Posted on by Dr. Francis Collins

The Human Connectome

Caption: The wiring diagram of a human brain, measured in a healthy individual, where the movement of water molecules is measured by diffuse tensor magnetic resonance imaging, revealing the connections. This is an example of the type of work being done by the Human Connectome Project.
Source: Courtesy of the Laboratory of Neuro Imaging and Martinos Center for Biomedical Imaging, Consortium of the Human Connectome Project

For questions about why people often think, act, and perceive the world so differently, the brain is clearly an obvious place to look for answers. However, because the human brain is packed with tens of billions of neurons, which together make trillions of connections, knowing exactly where and how to look remains profoundly challenging.

Undaunted by these complexities, researchers involved in the NIH-funded Human Connectome Project (HCP) have been making progress, as shown by some intriguing recent discoveries. In a study published in Nature Neuroscience [1], an HCP team found that the brains of individuals with “positive” traits—such as strong cognitive skills and a healthy sense of well-being—show stronger connectivity in certain areas of the brain than do those with more “negative” traits—such as tendencies toward anger, rule-breaking, and substance use. While these findings are preliminary, they suggest it may be possible one day to understand, and perhaps even modify, the connections within the brain that are associated with human behavior in all its diversity.

In the new study, Stephen Smith of the Oxford University Centre for Functional MRI of the Brain, United Kingdom and his colleagues measured for an hour the patterns of neural activity and connectivity among 200 distinct brain regions in 461 HCP participants lying still in an MRI scanner. The participants also completed a series of tests and questionnaires to collect demographic and behavioral data, including IQ, memory, language performance, vocabulary, life satisfaction, income, attention, sleep quality, and drug and alcohol use.

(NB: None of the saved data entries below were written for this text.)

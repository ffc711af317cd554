//! Data-driven game balance
//!
//! Every gameplay number lives here. Values are per simulation tick at
//! `consts::SIM_HZ`; the defaults are tuned for a 60 Hz display.

use glam::Vec2;
use serde::{Deserialize, Serialize};

use crate::consts::GROUND_Y;
use crate::sim::ObstacleKind;

/// Inward margins applied to a sprite rectangle to build its hitbox
#[derive(Debug, Clone, Copy, PartialEq, Serialize, Deserialize)]
pub struct Insets {
    pub left: f32,
    pub top: f32,
    pub right: f32,
    pub bottom: f32,
}

/// Shape of an obstacle type
#[derive(Debug, Clone, Copy, PartialEq, Serialize, Deserialize)]
pub struct ObstacleTemplate {
    pub kind: ObstacleKind,
    pub width: f32,
    pub height: f32,
    /// Distance from the ground line up to the obstacle's top edge
    pub elevation: f32,
}

impl ObstacleTemplate {
    /// Top edge in field coordinates
    pub fn top(&self) -> f32 {
        GROUND_Y - self.elevation
    }
}

/// Gameplay constants
#[derive(Debug, Clone, Serialize, Deserialize)]
#[serde(default)]
pub struct Tuning {
    // === Player ===
    pub player_x: f32,
    pub player_size: Vec2,
    pub hitbox_insets: Insets,
    /// Downward acceleration (px/tick²)
    pub gravity: f32,
    /// Vertical velocity set by a jump (negative is up)
    pub jump_impulse: f32,
    pub landing_cooldown_ticks: u32,
    /// Per-tick decay of tilt and squash while grounded
    pub pose_decay: f32,

    // === Scrolling & scoring ===
    pub initial_speed: f32,
    pub speed_increase: f32,
    pub background_scroll_factor: f32,

    // === Obstacles ===
    /// Probability of a spawn on each eligible tick
    pub spawn_chance: f64,
    pub obstacle_types: Vec<ObstacleTemplate>,

    // === Particles ===
    pub particle_gravity: f32,
    pub jump_burst: u32,
    pub jump_particle_life: u32,
    pub landing_burst: u32,
    pub landing_particle_life: u32,

    // === Crash ===
    pub crash_duration_ticks: u32,
    pub crash_gravity: f32,
}

impl Default for Tuning {
    fn default() -> Self {
        Self {
            player_x: 100.0,
            player_size: Vec2::new(60.0, 40.0),
            hitbox_insets: Insets {
                left: 10.0,
                top: 5.0,
                right: 10.0,
                bottom: 5.0,
            },
            gravity: 0.7,
            jump_impulse: -16.0,
            landing_cooldown_ticks: 10,
            pose_decay: 0.9,

            initial_speed: 5.0,
            speed_increase: 0.001,
            background_scroll_factor: 0.5,

            spawn_chance: 0.002,
            obstacle_types: vec![ObstacleTemplate {
                kind: ObstacleKind::NeonBarrier,
                width: 25.0,
                height: 50.0,
                elevation: 50.0,
            }],

            particle_gravity: 0.2,
            jump_burst: 8,
            jump_particle_life: 30,
            landing_burst: 12,
            landing_particle_life: 40,

            crash_duration_ticks: 60,
            crash_gravity: 0.3,
        }
    }
}

impl Tuning {
    /// Resting y of the player's top edge
    pub fn player_rest_y(&self) -> f32 {
        GROUND_Y - self.player_size.y
    }

    /// Parse tuning overrides; missing fields keep their defaults.
    /// Rejects a `spawn_chance` outside [0, 1].
    pub fn from_json(json: &str) -> Result<Self, serde_json::Error> {
        let tuning: Self = serde_json::from_str(json)?;
        if !(0.0..=1.0).contains(&tuning.spawn_chance) {
            return Err(serde::de::Error::custom(format!(
                "spawn_chance must be within [0, 1], got {}",
                tuning.spawn_chance
            )));
        }
        Ok(tuning)
    }
}

#[cfg(test)]
mod tests {
    use super::*;

    #[test]
    fn test_default_player_rests_on_ground() {
        let tuning = Tuning::default();
        assert_eq!(tuning.player_rest_y() + tuning.player_size.y, GROUND_Y);
    }

    #[test]
    fn test_barrier_stands_on_ground() {
        let tuning = Tuning::default();
        let barrier = tuning.obstacle_types[0];
        assert_eq!(barrier.top() + barrier.height, GROUND_Y);
    }

    #[test]
    fn test_partial_json_keeps_defaults() {
        let tuning = Tuning::from_json(r#"{ "gravity": 1.0, "crash_duration_ticks": 30 }"#).unwrap();
        assert_eq!(tuning.gravity, 1.0);
        assert_eq!(tuning.crash_duration_ticks, 30);
        assert_eq!(tuning.jump_impulse, -16.0);
        assert_eq!(tuning.obstacle_types.len(), 1);
    }

    #[test]
    fn test_spawn_chance_out_of_range_is_rejected() {
        assert!(Tuning::from_json(r#"{ "spawn_chance": 1.5 }"#).is_err());
        assert!(Tuning::from_json(r#"{ "spawn_chance": -0.1 }"#).is_err());
        let tuning = Tuning::from_json(r#"{ "spawn_chance": 1.0 }"#).unwrap();
        assert_eq!(tuning.spawn_chance, 1.0);
    }

    #[test]
    fn test_bad_json_is_an_error() {
        assert!(Tuning::from_json("{ gravity: ").is_err());
    }
}
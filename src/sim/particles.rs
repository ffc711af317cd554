//! Decorative dust particles kicked up by jumps and landings

use glam::Vec2;
use rand::Rng;

/// Hard ceiling on live particles
pub const MAX_PARTICLES: usize = 256;

/// Randomisation envelope for a burst
#[derive(Debug, Clone, Copy)]
pub struct BurstShape {
    /// Horizontal spread of spawn positions around the origin
    pub jitter_x: f32,
    /// Horizontal velocity spread (symmetric around 0)
    pub spread_vx: f32,
    pub min_vy: f32,
    pub range_vy: f32,
    pub min_size: f32,
    pub range_size: f32,
}

/// Small puff when leaving the ground
pub const JUMP_DUST: BurstShape = BurstShape {
    jitter_x: 0.0,
    spread_vx: 4.0,
    min_vy: 1.0,
    range_vy: 3.0,
    min_size: 1.0,
    range_size: 3.0,
};

/// Wider splash on touchdown
pub const LANDING_DUST: BurstShape = BurstShape {
    jitter_x: 40.0,
    spread_vx: 6.0,
    min_vy: 2.0,
    range_vy: 4.0,
    min_size: 2.0,
    range_size: 4.0,
};

/// A particle for visual effects
#[derive(Debug, Clone, PartialEq)]
pub struct Particle {
    pub pos: Vec2,
    pub vel: Vec2,
    /// Ticks remaining
    pub life: u32,
    pub max_life: u32,
    pub size: f32,
}

impl Particle {
    /// Fade-out alpha in [0, 1]
    pub fn alpha(&self) -> f32 {
        if self.max_life == 0 {
            return 0.0;
        }
        self.life as f32 / self.max_life as f32
    }
}

/// Live particles plus the cap from user settings
#[derive(Debug, Clone)]
pub struct ParticleSystem {
    pub particles: Vec<Particle>,
    pub cap: usize,
}

impl Default for ParticleSystem {
    fn default() -> Self {
        Self {
            particles: Vec::new(),
            cap: MAX_PARTICLES,
        }
    }
}

impl ParticleSystem {
    /// Spawn up to `count` particles around `origin`, stopping at the cap
    pub fn emit<R: Rng>(
        &mut self,
        rng: &mut R,
        origin: Vec2,
        shape: &BurstShape,
        count: u32,
        life: u32,
    ) {
        let room = self.cap.saturating_sub(self.particles.len());
        for _ in 0..(count as usize).min(room) {
            let x = origin.x + (rng.random::<f32>() - 0.5) * shape.jitter_x;
            self.particles.push(Particle {
                pos: Vec2::new(x, origin.y),
                vel: Vec2::new(
                    (rng.random::<f32>() - 0.5) * shape.spread_vx,
                    rng.random::<f32>() * shape.range_vy + shape.min_vy,
                ),
                life,
                max_life: life,
                size: rng.random::<f32>() * shape.range_size + shape.min_size,
            });
        }
    }

    /// Integrate and age every particle, dropping the dead
    pub fn update(&mut self, gravity: f32) {
        for p in &mut self.particles {
            p.pos += p.vel;
            p.vel.y += gravity;
            p.life = p.life.saturating_sub(1);
        }
        self.particles.retain(|p| p.life > 0);
    }

    pub fn iter(&self) -> impl Iterator<Item = &Particle> {
        self.particles.iter()
    }

    pub fn len(&self) -> usize {
        self.particles.len()
    }

    pub fn is_empty(&self) -> bool {
        self.particles.is_empty()
    }
}

#[cfg(test)]
mod tests {
    use super::*;
    use proptest::prelude::*;
    use rand::SeedableRng;
    use rand_pcg::Pcg32;

    #[test]
    fn test_emit_respects_cap() {
        let mut rng = Pcg32::seed_from_u64(3);
        let mut system = ParticleSystem {
            particles: Vec::new(),
            cap: 10,
        };
        system.emit(&mut rng, Vec2::ZERO, &LANDING_DUST, 12, 40);
        assert_eq!(system.len(), 10);
        system.emit(&mut rng, Vec2::ZERO, &JUMP_DUST, 8, 30);
        assert_eq!(system.len(), 10);
    }

    #[test]
    fn test_landing_dust_spawns_within_envelope() {
        let mut rng = Pcg32::seed_from_u64(11);
        let mut system = ParticleSystem::default();
        let origin = Vec2::new(130.0, 340.0);
        system.emit(&mut rng, origin, &LANDING_DUST, 12, 40);

        for p in system.iter() {
            assert!((p.pos.x - origin.x).abs() <= 20.0);
            assert_eq!(p.pos.y, origin.y);
            assert!(p.vel.x.abs() <= 3.0);
            assert!(p.vel.y >= 2.0 && p.vel.y < 6.0);
            assert!(p.size >= 2.0 && p.size < 6.0);
            assert_eq!(p.alpha(), 1.0);
        }
    }

    #[test]
    fn test_particles_expire_after_life() {
        let mut rng = Pcg32::seed_from_u64(5);
        let mut system = ParticleSystem::default();
        system.emit(&mut rng, Vec2::ZERO, &JUMP_DUST, 8, 30);

        for _ in 0..29 {
            system.update(0.2);
        }
        assert_eq!(system.len(), 8);
        assert!((system.particles[0].alpha() - 1.0 / 30.0).abs() < 1e-6);

        system.update(0.2);
        assert!(system.is_empty());
    }

    #[test]
    fn test_gravity_pulls_particles_down() {
        let mut system = ParticleSystem::default();
        system.particles.push(Particle {
            pos: Vec2::ZERO,
            vel: Vec2::new(1.0, 0.0),
            life: 10,
            max_life: 10,
            size: 2.0,
        });
        system.update(0.2);
        system.update(0.2);
        let p = &system.particles[0];
        assert_eq!(p.pos, Vec2::new(2.0, 0.2));
        assert!((p.vel.y - 0.4).abs() < 1e-6);
    }

    proptest! {
        #[test]
        fn prop_life_strictly_decreases(life in 1u32..100, ticks in 1usize..120) {
            let mut system = ParticleSystem::default();
            system.particles.push(Particle {
                pos: Vec2::ZERO,
                vel: Vec2::ZERO,
                life,
                max_life: life,
                size: 1.0,
            });
            let mut last = life;
            for _ in 0..ticks {
                system.update(0.2);
                match system.particles.first() {
                    Some(p) => {
                        prop_assert!(p.life < last);
                        last = p.life;
                    }
                    None => break,
                }
            }
            prop_assert_eq!(system.is_empty(), ticks >= life as usize);
        }
    }
}
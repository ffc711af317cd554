//! Sound effects using the Web Audio API
//!
//! Each effect is a single oscillator sweep, generated on the fly.

use crate::sim::GameEvent;

/// Sound effect types
#[derive(Debug, Clone, Copy, PartialEq, Eq)]
pub enum SoundEffect {
    Jump,
    Land,
    Crash,
}

/// Exponential frequency and gain sweep
#[derive(Debug, Clone, Copy, PartialEq)]
pub struct Tone {
    pub start_hz: f32,
    pub end_hz: f32,
    /// Seconds
    pub duration: f64,
    /// Gain at the start, before master volume
    pub peak_gain: f32,
}

impl SoundEffect {
    /// The sound a simulation event makes, if any
    pub fn for_event(event: &GameEvent) -> Option<Self> {
        match event {
            GameEvent::Jumped => Some(SoundEffect::Jump),
            GameEvent::Landed => Some(SoundEffect::Land),
            GameEvent::Crashed { .. } => Some(SoundEffect::Crash),
            GameEvent::ObstacleSpawned { .. } | GameEvent::CrashFinished => None,
        }
    }

    pub fn tone(&self) -> Tone {
        match self {
            SoundEffect::Jump => Tone {
                start_hz: 800.0,
                end_hz: 400.0,
                duration: 0.1,
                peak_gain: 0.3,
            },
            SoundEffect::Land => Tone {
                start_hz: 200.0,
                end_hz: 100.0,
                duration: 0.2,
                peak_gain: 0.2,
            },
            SoundEffect::Crash => Tone {
                start_hz: 150.0,
                end_hz: 50.0,
                duration: 0.5,
                peak_gain: 0.4,
            },
        }
    }
}

#[cfg(target_arch = "wasm32")]
pub use web::AudioManager;

#[cfg(target_arch = "wasm32")]
mod web {
    use web_sys::{AudioContext, GainNode, OscillatorNode, OscillatorType};

    use super::{SoundEffect, Tone};

    /// Plays effects through a shared `AudioContext`
    pub struct AudioManager {
        ctx: Option<AudioContext>,
        volume: f32,
    }

    impl AudioManager {
        pub fn new(volume: f32) -> Self {
            // May fail outside a secure context
            let ctx = AudioContext::new().ok();
            if ctx.is_none() {
                log::warn!("Failed to create AudioContext - audio disabled");
            }
            Self {
                ctx,
                volume: volume.clamp(0.0, 1.0),
            }
        }

        /// Resume audio context (required after user gesture)
        pub fn resume(&self) {
            if let Some(ctx) = &self.ctx {
                let _ = ctx.resume();
            }
        }

        /// 0 mutes
        pub fn set_volume(&mut self, volume: f32) {
            self.volume = volume.clamp(0.0, 1.0);
        }

        pub fn play(&self, effect: SoundEffect) {
            if self.volume <= 0.0 {
                return;
            }
            let Some(ctx) = &self.ctx else { return };

            if ctx.state() == web_sys::AudioContextState::Suspended {
                let _ = ctx.resume();
            }
            self.play_tone(ctx, &effect.tone());
        }

        fn create_osc(&self, ctx: &AudioContext, freq: f32) -> Option<(OscillatorNode, GainNode)> {
            let osc = ctx.create_oscillator().ok()?;
            let gain = ctx.create_gain().ok()?;

            osc.set_type(OscillatorType::Sine);
            osc.frequency().set_value(freq);
            osc.connect_with_audio_node(&gain).ok()?;
            gain.connect_with_audio_node(&ctx.destination()).ok()?;

            Some((osc, gain))
        }

        fn play_tone(&self, ctx: &AudioContext, tone: &Tone) {
            let Some((osc, gain)) = self.create_osc(ctx, tone.start_hz) else {
                return;
            };
            let t = ctx.current_time();
            let end = t + tone.duration;

            gain.gain().set_value_at_time(tone.peak_gain * self.volume, t).ok();
            gain.gain().exponential_ramp_to_value_at_time(0.01, end).ok();
            osc.frequency().set_value_at_time(tone.start_hz, t).ok();
            osc.frequency()
                .exponential_ramp_to_value_at_time(tone.end_hz, end)
                .ok();

            osc.start_with_when(t).ok();
            osc.stop_with_when(end).ok();
        }
    }
}
//! The drawing interface the scene is written against
//!
//! Coordinates are logical field units (800x400, y down). Transforms compose
//! like a 2D canvas context: each call applies in the current local frame.

use glam::Vec2;

/// Linear RGBA
pub type Color = [f32; 4];

pub trait DrawSurface {
    /// Push the current transform
    fn save(&mut self);
    /// Pop back to the last saved transform; no-op when nothing is saved
    fn restore(&mut self);
    fn translate(&mut self, offset: Vec2);
    fn rotate(&mut self, radians: f32);
    fn scale(&mut self, factor: Vec2);

    fn fill_rect(&mut self, pos: Vec2, size: Vec2, color: Color);
    /// Outline centred on the rectangle's edges
    fn stroke_rect(&mut self, pos: Vec2, size: Vec2, width: f32, color: Color);
    fn fill_circle(&mut self, center: Vec2, radius: f32, color: Color);
    fn stroke_circle(&mut self, center: Vec2, radius: f32, width: f32, color: Color);
    fn line(&mut self, from: Vec2, to: Vec2, width: f32, color: Color);
    /// Points must describe a convex polygon
    fn fill_polygon(&mut self, points: &[Vec2], color: Color);
}
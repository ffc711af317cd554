//! Obstacle spawning, scrolling and pruning

use glam::Vec2;
use rand::Rng;
use serde::{Deserialize, Serialize};

use crate::consts::FIELD_WIDTH;
use crate::tuning::{ObstacleTemplate, Tuning};

/// Obstacle types
#[derive(Debug, Clone, Copy, PartialEq, Eq, Default, Serialize, Deserialize)]
#[serde(rename_all = "snake_case")]
pub enum ObstacleKind {
    /// Glowing road barrier
    #[default]
    NeonBarrier,
}

/// An obstacle entity
#[derive(Debug, Clone, PartialEq)]
pub struct Obstacle {
    pub id: u32,
    pub kind: ObstacleKind,
    /// Top-left corner
    pub pos: Vec2,
    pub size: Vec2,
}

impl Obstacle {
    pub fn right(&self) -> f32 {
        self.pos.x + self.size.x
    }

    /// Fully past the left edge of the field
    pub fn is_offscreen(&self) -> bool {
        self.right() < 0.0
    }
}

/// Live obstacles in spawn order
#[derive(Debug, Clone)]
pub struct ObstacleField {
    obstacles: Vec<Obstacle>,
    next_id: u32,
    /// Obstacles that scrolled off the left edge this run
    pub cleared: u32,
}

impl Default for ObstacleField {
    fn default() -> Self {
        Self {
            obstacles: Vec::new(),
            next_id: 1,
            cleared: 0,
        }
    }
}

impl ObstacleField {
    /// Place an obstacle built from `template` with its left edge at `x`
    pub fn spawn(&mut self, template: &ObstacleTemplate, x: f32) -> u32 {
        let id = self.next_id;
        self.next_id += 1;
        self.obstacles.push(Obstacle {
            id,
            kind: template.kind,
            pos: Vec2::new(x, template.top()),
            size: Vec2::new(template.width, template.height),
        });
        id
    }

    /// Roll for a spawn at the right edge. Returns the new obstacle's id.
    /// Chances outside [0, 1] are clamped; NaN never spawns.
    pub fn try_spawn<R: Rng>(&mut self, rng: &mut R, tuning: &Tuning) -> Option<u32> {
        let chance = if tuning.spawn_chance.is_nan() {
            0.0
        } else {
            tuning.spawn_chance.clamp(0.0, 1.0)
        };
        if tuning.obstacle_types.is_empty() || !rng.random_bool(chance) {
            return None;
        }
        let index = rng.random_range(0..tuning.obstacle_types.len());
        let template = tuning.obstacle_types[index];
        Some(self.spawn(&template, FIELD_WIDTH))
    }

    /// Scroll everything left by `speed` and drop what left the field.
    /// Returns how many were dropped.
    pub fn advance(&mut self, speed: f32) -> usize {
        for obstacle in &mut self.obstacles {
            obstacle.pos.x -= speed;
        }
        let before = self.obstacles.len();
        self.obstacles.retain(|o| !o.is_offscreen());
        let removed = before - self.obstacles.len();
        self.cleared += removed as u32;
        removed
    }

    pub fn iter(&self) -> impl Iterator<Item = &Obstacle> {
        self.obstacles.iter()
    }

    pub fn as_slice(&self) -> &[Obstacle] {
        &self.obstacles
    }

    pub fn len(&self) -> usize {
        self.obstacles.len()
    }

    pub fn is_empty(&self) -> bool {
        self.obstacles.is_empty()
    }
}
//! Dog Skate - a neon endless runner
//!
//! Core modules:
//! - `sim`: Deterministic simulation (physics, obstacles, collisions, crash sequence)
//! - `game`: Lifecycle state machine wrapping the simulation
//! - `clock`: Tick sources that turn display frames into simulation ticks
//! - `renderer`: Draw pass and WebGPU pipeline
//! - `platform`: Host notifications, Telegram bridge, audio, frame loop
//! - `persistence`: Best-score storage
//! - `tuning`: Data-driven game balance

pub mod clock;
pub mod game;
pub mod persistence;
pub mod platform;
pub mod renderer;
pub mod settings;
pub mod sim;
pub mod tuning;

pub use game::{Game, RunSummary};
pub use settings::{Settings, Timestep};
pub use tuning::Tuning;

/// Game configuration constants
pub mod consts {
    /// Simulation rate; all per-tick constants in `Tuning` assume this rate
    pub const SIM_HZ: f32 = 60.0;
    /// Fixed simulation timestep
    pub const SIM_DT: f32 = 1.0 / SIM_HZ;
    /// Maximum substeps per frame to prevent spiral of death
    pub const MAX_SUBSTEPS: u32 = 8;
    /// Largest frame delta fed into the accumulator (seconds)
    pub const MAX_FRAME_DT: f32 = 0.1;

    /// Logical play field size
    pub const FIELD_WIDTH: f32 = 800.0;
    pub const FIELD_HEIGHT: f32 = 400.0;
    /// Top edge of the ground strip
    pub const GROUND_Y: f32 = FIELD_HEIGHT - 60.0;

    /// Game identifier used in host-platform messages
    pub const GAME_ID: &str = "dog_skate";
}
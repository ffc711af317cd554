//! CPU-side vertex batching
//!
//! `VertexBatch` is the `DrawSurface` the GPU path uses: every primitive is
//! tessellated, transformed into field coordinates and appended to one
//! triangle list that is uploaded once per frame.

use glam::{Affine2, Vec2};

use super::shapes;
use super::surface::{Color, DrawSurface};
use super::vertex::Vertex;

#[derive(Debug, Clone)]
pub struct VertexBatch {
    vertices: Vec<Vertex>,
    transform: Affine2,
    stack: Vec<Affine2>,
}

impl Default for VertexBatch {
    fn default() -> Self {
        Self {
            vertices: Vec::with_capacity(4096),
            transform: Affine2::IDENTITY,
            stack: Vec::new(),
        }
    }
}

impl VertexBatch {
    pub fn new() -> Self {
        Self::default()
    }

    /// Start a new frame
    pub fn clear(&mut self) {
        self.vertices.clear();
        self.transform = Affine2::IDENTITY;
        self.stack.clear();
    }

    pub fn vertices(&self) -> &[Vertex] {
        &self.vertices
    }

    pub fn len(&self) -> usize {
        self.vertices.len()
    }

    pub fn is_empty(&self) -> bool {
        self.vertices.is_empty()
    }

    pub fn transform(&self) -> Affine2 {
        self.transform
    }

    fn push(&mut self, local: Vec<Vertex>) {
        let transform = self.transform;
        self.vertices.extend(local.into_iter().map(|v| {
            let p = transform.transform_point2(Vec2::from(v.position));
            Vertex::new(p.x, p.y, v.color)
        }));
    }
}

impl DrawSurface for VertexBatch {
    fn save(&mut self) {
        self.stack.push(self.transform);
    }

    fn restore(&mut self) {
        if let Some(transform) = self.stack.pop() {
            self.transform = transform;
        }
    }

    fn translate(&mut self, offset: Vec2) {
        self.transform = self.transform * Affine2::from_translation(offset);
    }

    fn rotate(&mut self, radians: f32) {
        self.transform = self.transform * Affine2::from_angle(radians);
    }

    fn scale(&mut self, factor: Vec2) {
        self.transform = self.transform * Affine2::from_scale(factor);
    }

    fn fill_rect(&mut self, pos: Vec2, size: Vec2, color: Color) {
        self.push(shapes::rect(pos, size, color));
    }

    fn stroke_rect(&mut self, pos: Vec2, size: Vec2, width: f32, color: Color) {
        self.push(shapes::rect_outline(pos, size, width, color));
    }

    fn fill_circle(&mut self, center: Vec2, radius: f32, color: Color) {
        let segments = shapes::circle_segments(radius);
        self.push(shapes::circle(center, radius, color, segments));
    }

    fn stroke_circle(&mut self, center: Vec2, radius: f32, width: f32, color: Color) {
        let segments = shapes::circle_segments(radius);
        let half = width / 2.0;
        self.push(shapes::ring(center, radius - half, radius + half, color, segments));
    }

    fn line(&mut self, from: Vec2, to: Vec2, width: f32, color: Color) {
        self.push(shapes::thick_line(from, to, width, color));
    }

    fn fill_polygon(&mut self, points: &[Vec2], color: Color) {
        self.push(shapes::convex_polygon(points, color));
    }
}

Analyzing the correlations among variables in the two datasets, the researchers discovered a clear pattern: people characterized by stronger connections among certain brain regions also scored more highly on measures typically deemed to be socially positive. They also generally made more money, were more highly educated, and scored higher on tests of memory and attention. By comparison, those found to have weaker connections scored less well on memory tests, were more prone to anger, had trouble sleeping, and were more likely to smoke.

The researchers noted the stronger connections that were associated with positive traits seem to overlap with an interconnected brain system neuroscientists refer to as the “default mode network.” This network describes a form of resting brain activity associated with many aspects of higher-level human cognition, including memory, imagination, decision making, and spatial reasoning. This pattern tends to activate, for example, when people focus internally, daydreaming about the future or remembering the past.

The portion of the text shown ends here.